Pressão da sociedade civil
Segundo o Movimento Nacional das Cidadãs Posithivas, o “preservativo vaginal favorece autonomia, liberdade e poder de escolha das mulheres e contribui para que elas conheçam seu próprio corpo e para que a sociedade desconstrua barreiras culturais de gênero e da sexualidade. Ao mesmo tempo, contribui para o enfrentamento de vulnerabilidades, entre elas aquelas que colocam as mulheres em menor poder de decisão sobre seu corpo e, portanto, sobre a decisão do uso do preservativo nas suas práticas sexuais”.
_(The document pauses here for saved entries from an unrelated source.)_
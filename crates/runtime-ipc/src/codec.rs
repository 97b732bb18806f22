use byteorder::{BigEndian, ByteOrder as _};
use tokio::io::{AsyncRead, AsyncReadExt as _, AsyncWrite, AsyncWriteExt as _};

use crate::IpcError;

pub const MAGIC: [u8; 3] = [0xAB, 0xE9, 0xA0];
pub const PROTOCOL_VERSION: u8 = 0x01;
pub const HEADER_SIZE: usize = 8;

/// Builds the 8-byte frame header for a body of `len` bytes.
pub fn encode_header(len: u32) -> [u8; HEADER_SIZE] {
    let mut header = [0u8; HEADER_SIZE];
    header[..3].copy_from_slice(&MAGIC);
    header[3] = PROTOCOL_VERSION;
    BigEndian::write_u32(&mut header[4..], len);
    header
}

/// Validates magic and version, returning the body length.
pub fn decode_header(header: &[u8; HEADER_SIZE]) -> Result<u32, IpcError> {
    if header[..3] != MAGIC {
        return Err(IpcError::BadMagic {
            found: [header[0], header[1], header[2]],
        });
    }
    if header[3] != PROTOCOL_VERSION {
        return Err(IpcError::UnsupportedVersion(header[3]));
    }
    Ok(BigEndian::read_u32(&header[4..]))
}

/// Writes one framed message: header first, then the body.
///
/// `write_all` retries partial writes until the frame is complete.
pub async fn write_message<W>(writer: &mut W, body: &[u8]) -> Result<(), IpcError>
where
    W: AsyncWrite + Unpin,
{
    let len = u32::try_from(body.len()).map_err(|_| {
        IpcError::Io(std::io::Error::new(
            std::io::ErrorKind::InvalidInput,
            "message body exceeds the u32 length field",
        ))
    })?;
    writer.write_all(&encode_header(len)).await?;
    writer.write_all(body).await?;
    writer.flush().await?;
    Ok(())
}

/// Reads exactly one framed message and returns its body.
pub async fn read_message<R>(reader: &mut R) -> Result<Vec<u8>, IpcError>
where
    R: AsyncRead + Unpin,
{
    let mut header = [0u8; HEADER_SIZE];
    reader.read_exact(&mut header).await?;
    let len = decode_header(&header)?;

    let mut body = vec![0u8; len as usize];
    reader.read_exact(&mut body).await?;
    Ok(body)
}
“Uma grande vantagem do preservativo interno de borracha nitrílica é o seu uso horas antes da relação sexual. O produto favorece a autonomia da mulher e seu uso é primordial em algumas situações ou em determinados momentos da vida. O preservativo de látex é prejudicial, um retrocesso para um produto que ainda temos que promover para garantir a adesão ao uso”, diz a ativista Silvia Aloia.
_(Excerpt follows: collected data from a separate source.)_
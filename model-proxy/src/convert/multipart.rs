use axum::extract::{FromRequest as _, Multipart, Request};
use runtime_ipc::{Content, RequestManifest};

use super::ConvertError;
use crate::config::Conf;
use crate::convert::{fileio, media_type};

/// Multipart materialization: one manifest content per part, in wire
/// order. The container `Content-Type` (with its boundary parameter) is
/// kept verbatim so the runtime can regenerate the wire format.
pub(super) async fn to_content(req: Request, conf: &Conf) -> Result<RequestManifest, ConvertError> {
    let method = req.method().to_string();
    let base_content_type = req
        .headers()
        .get(axum::http::header::CONTENT_TYPE)
        .and_then(|v| v.to_str().ok())
        .unwrap_or("")
        .to_owned();

    let mut multipart = Multipart::from_request(req, &())
        .await
        .map_err(|error| ConvertError::unavailable(format!("failed to read multipart request: {error}")))?;

    let mut contents = Vec::new();
    while let Some(field) = multipart
        .next_field()
        .await
        .map_err(|error| ConvertError::unavailable(format!("failed to read multipart part: {error}")))?
    {
        let content_type = field.content_type().map(str::to_owned);
        let form_name = field.name().map(str::to_owned);
        let file_name = field.file_name().map(str::to_owned);
        debug!(
            content_type = content_type.as_deref().unwrap_or(""),
            form_name = form_name.as_deref().unwrap_or(""),
            file_name = file_name.as_deref().unwrap_or(""),
            "reading multipart part",
        );

        let data = field
            .bytes()
            .await
            .map_err(|error| ConvertError::unavailable(format!("failed to read multipart part: {error}")))?;

        let ext = media_type::ext_for(content_type.as_deref());
        let path = fileio::to_file_from_bytes(&data, ext, &conf.requested_data_dir)
            .await
            .map_err(|error| ConvertError::unavailable(format!("failed to store multipart part: {error}")))?;

        contents.push(Content {
            content_type,
            path: Some(path),
            file_name,
            form_name,
            metadata: None,
        });
    }

    Ok(RequestManifest {
        method,
        content_type: base_content_type,
        contents,
        ..Default::default()
    })
}

#[cfg(test)]
mod tests {
    use axum::body::Body;
    use axum::http::Method;
    use camino::Utf8Path;

    use super::*;

    const BOUNDARY: &str = "test-boundary";

    fn multipart_body() -> String {
        [
            format!("--{BOUNDARY}"),
            "Content-Disposition: form-data; name=\"file1\"; filename=\"cat.jpg\"".to_owned(),
            "Content-Type: image/jpeg".to_owned(),
            String::new(),
            "fake-jpeg-bytes".to_owned(),
            format!("--{BOUNDARY}"),
            "Content-Disposition: form-data; name=\"foo\"".to_owned(),
            String::new(),
            "bar".to_owned(),
            format!("--{BOUNDARY}"),
            "Content-Disposition: form-data; name=\"baz\"".to_owned(),
            String::new(),
            "qux".to_owned(),
            format!("--{BOUNDARY}--"),
            String::new(),
        ]
        .join("\r\n")
    }

    #[tokio::test]
    async fn parts_become_contents_in_order() {
        let dir = tempfile::tempdir().expect("tempdir");
        let conf = Conf {
            requested_data_dir: Utf8Path::from_path(dir.path()).expect("utf-8 tempdir").to_owned(),
            ..Conf::default()
        };

        let content_type = format!("multipart/form-data; boundary={BOUNDARY}");
        let req = Request::builder()
            .method(Method::POST)
            .uri("/")
            .header("content-type", &content_type)
            .body(Body::from(multipart_body()))
            .expect("request");

        let manifest = to_content(req, &conf).await.expect("materialize");
        assert_eq!(manifest.content_type, content_type);
        assert_eq!(manifest.contents.len(), 3);

        let first = &manifest.contents[0];
        assert_eq!(first.content_type.as_deref(), Some("image/jpeg"));
        assert_eq!(first.file_name.as_deref(), Some("cat.jpg"));
        assert_eq!(first.form_name.as_deref(), Some("file1"));
        let first_path = first.path.as_ref().expect("path");
        assert!(first_path.as_str().ends_with(".jpg"));
        assert_eq!(
            tokio::fs::read(first_path).await.expect("read part"),
            b"fake-jpeg-bytes"
        );

        assert_eq!(manifest.contents[1].form_name.as_deref(), Some("foo"));
        assert_eq!(manifest.contents[2].form_name.as_deref(), Some("baz"));
        for field in &manifest.contents[1..] {
            let path = field.path.as_ref().expect("path");
            assert!(path.as_str().ends_with(".txt"));
        }
    }
}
O Movimento Primavera Feminista iniciou uma mobilização que resultou em uma série de ações, incluindo a criação de um abaixo-assinado que atingiu cerca de mil assinaturas em curto espaço de tempo.
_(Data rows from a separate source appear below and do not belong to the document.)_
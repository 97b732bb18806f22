use std::net::SocketAddr;
use std::time::Duration;

use anyhow::Context as _;
use async_trait::async_trait;
use axum::Router;
use hyper_util::rt::{TokioIo, TokioTimer};
use hyper_util::service::TowerToHyperService;
use model_proxy_task::{ChildTask, ShutdownSignal, Task};
use tokio::net::{TcpListener, TcpSocket, TcpStream};
use tracing::Instrument as _;

use crate::{ProxyState, api};

/// Socket read/write cap per connection. Keep-alive is disabled, so this
/// covers exactly one request/response exchange.
const HTTP_IO_TIMEOUT: Duration = Duration::from_secs(30);

/// How long an in-flight connection may continue once shutdown started.
pub(crate) const HTTP_SHUTDOWN_TIMEOUT: Duration = Duration::from_secs(28);

const MAX_HEADER_BYTES: usize = 1024 * 1024;

fn bind(addr: SocketAddr) -> anyhow::Result<TcpListener> {
    let socket = if addr.is_ipv4() {
        TcpSocket::new_v4().context("failed to create IPv4 TCP socket")?
    } else {
        TcpSocket::new_v6().context("failed to create IPv6 TCP socket")?
    };
    socket.bind(addr).context("failed to bind TCP socket")?;
    socket.listen(64).context("failed to listen on the bound TCP socket")
}

/// The inference listener.
///
/// Its accept loop is the admission gate: one connection is accepted and
/// served to completion before the next accept. Deep-learning runtimes
/// are rarely reentrant, so at most one request makes progress at a time.
pub struct ServiceListener {
    addr: SocketAddr,
    listener: TcpListener,
    router: Router,
}

impl ServiceListener {
    pub fn init_and_bind(addr: SocketAddr, state: ProxyState) -> anyhow::Result<Self> {
        let listener = bind(addr).with_context(|| format!("failed to initialize service listener on {addr}"))?;
        let addr = listener.local_addr().context("failed to read local address")?;
        info!(%addr, "service listener started");
        Ok(ServiceListener {
            addr,
            listener,
            router: api::make_service_router(state),
        })
    }

    pub fn local_addr(&self) -> SocketAddr {
        self.addr
    }
}

#[async_trait]
impl Task for ServiceListener {
    type Output = anyhow::Result<()>;

    const NAME: &'static str = "service listener";

    async fn run(self, mut shutdown_signal: ShutdownSignal) -> Self::Output {
        let mut drain_signal = shutdown_signal.clone();
        loop {
            let (stream, peer_addr) = tokio::select! {
                result = self.listener.accept() => match result {
                    Ok(conn) => conn,
                    Err(error) => {
                        error!(%error, "failed to accept connection");
                        continue;
                    }
                },
                _ = shutdown_signal.wait() => break,
            };

            let serve = serve_connection(stream, self.router.clone()).instrument(info_span!("http", client = %peer_addr));
            tokio::select! {
                // this await IS the admission gate: no concurrent accept
                _ = serve => {}
                _ = drain_expired(&mut drain_signal) => {
                    warn!("shutdown grace period expired with a connection still open");
                    break;
                }
            }
        }
        debug!("service listener stopped");
        Ok(())
    }
}

async fn drain_expired(shutdown_signal: &mut ShutdownSignal) {
    shutdown_signal.wait().await;
    tokio::time::sleep(HTTP_SHUTDOWN_TIMEOUT).await;
}

/// The dedicated health listener. No admission gate: probes must never
/// queue behind an inference call.
pub struct HealthListener {
    addr: SocketAddr,
    listener: TcpListener,
    router: Router,
}

impl HealthListener {
    pub fn init_and_bind(addr: SocketAddr, state: ProxyState) -> anyhow::Result<Self> {
        let listener = bind(addr).with_context(|| format!("failed to initialize health listener on {addr}"))?;
        let addr = listener.local_addr().context("failed to read local address")?;
        info!(%addr, "health listener started");
        Ok(HealthListener {
            addr,
            listener,
            router: api::make_health_router(state),
        })
    }

    pub fn local_addr(&self) -> SocketAddr {
        self.addr
    }
}

#[async_trait]
impl Task for HealthListener {
    type Output = anyhow::Result<()>;

    const NAME: &'static str = "health listener";

    async fn run(self, mut shutdown_signal: ShutdownSignal) -> Self::Output {
        loop {
            let (stream, peer_addr) = tokio::select! {
                result = self.listener.accept() => match result {
                    Ok(conn) => conn,
                    Err(error) => {
                        error!(%error, "failed to accept connection");
                        continue;
                    }
                },
                _ = shutdown_signal.wait() => break,
            };

            let router = self.router.clone();
            ChildTask::spawn(
                serve_connection(stream, router).instrument(info_span!("health", client = %peer_addr)),
            )
            .detach();
        }
        debug!("health listener stopped");
        Ok(())
    }
}

async fn serve_connection(stream: TcpStream, router: Router) {
    if let Err(error) = stream.set_nodelay(true) {
        debug!(%error, "set_nodelay failed");
    }

    let service = TowerToHyperService::new(router);
    let conn = hyper::server::conn::http1::Builder::new()
        .timer(TokioTimer::new())
        .keep_alive(false)
        .max_buf_size(MAX_HEADER_BYTES)
        .serve_connection(TokioIo::new(stream), service);

    match tokio::time::timeout(HTTP_IO_TIMEOUT, conn).await {
        Ok(Ok(())) => {}
        Ok(Err(error)) => debug!(%error, "connection ended with an error"),
        Err(_) => warn!("request timed out"),
    }
}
“Rejeitamos o látex veementemente e pedimos que o Ministério da Saúde finalmente ouça a sociedade civil e pare de desperdiçar dinheiro publico em produtos de péssima qualidade, que não cumprem os requisitos mínimos de saúde e conforto de que tanto necessitamos”, diz o manifesto apresentado pelo movimento.
“É um retrocesso. Infelizmente, as decisões passam sem discussão, sem pesquisa de opinião. Sem respeito ao movimento de mulheres que serão as usuárias”, defende a psicóloga social e especialista em educação sexual e reprodutiva Maria Luiza Eluf.
“Além disso, apenas uma pequena porcentagem de preservativos antialérgicos foram comprados”, acrescenta o Movimento das Cidadãs Posithivas. “É preciso destacar que obviamente, mudar o produto ofertado em meio à implementação da estratégia da Prevenção Combinada compromete imensamente a adesão ao produto e desconstrói todo o trabalho que vinha sendo realizado nos últimos anos. Nós rejeitamos a camisinha vaginal de látex veementemente e nos unimos novamente para fazer valer nossos direitos de cidadãs.”
Marta McBritton é presidente do Instituto Barong que realiza testes de HIV/aids e distribui preservativos pela cidade de São Paulo. Segundo ela, o produto não foi bem aceito nas ruas. “As pessoas perguntam pelo preservativo feminino e, quando veem que mudou, até pegam por curiosidade, mas não voltam para buscar mais como acontecia antes.”
Durante o 8º Encontro Nacional da Rede Nacional de Pessoas Vivendo com HIV/Aids (RNP+ Brasil), mulheres ergueram cartazes diante do diretor do Departamento de Doenças de Condições Crônicas e Infecções Sexualmente Transmissíveis, Gerson Pereira, e reivindicaram um preservativo que não seja feito de látex. Em resposta, Gerson afirmou que o Ministério da Saúde já está trabalhando para melhorar a qualidade do preservativo ofertado. “Não teremos mais látex no SUS, vamos comprar camisinhas com textura. Se o preservativo é ruim, ninguém usa.”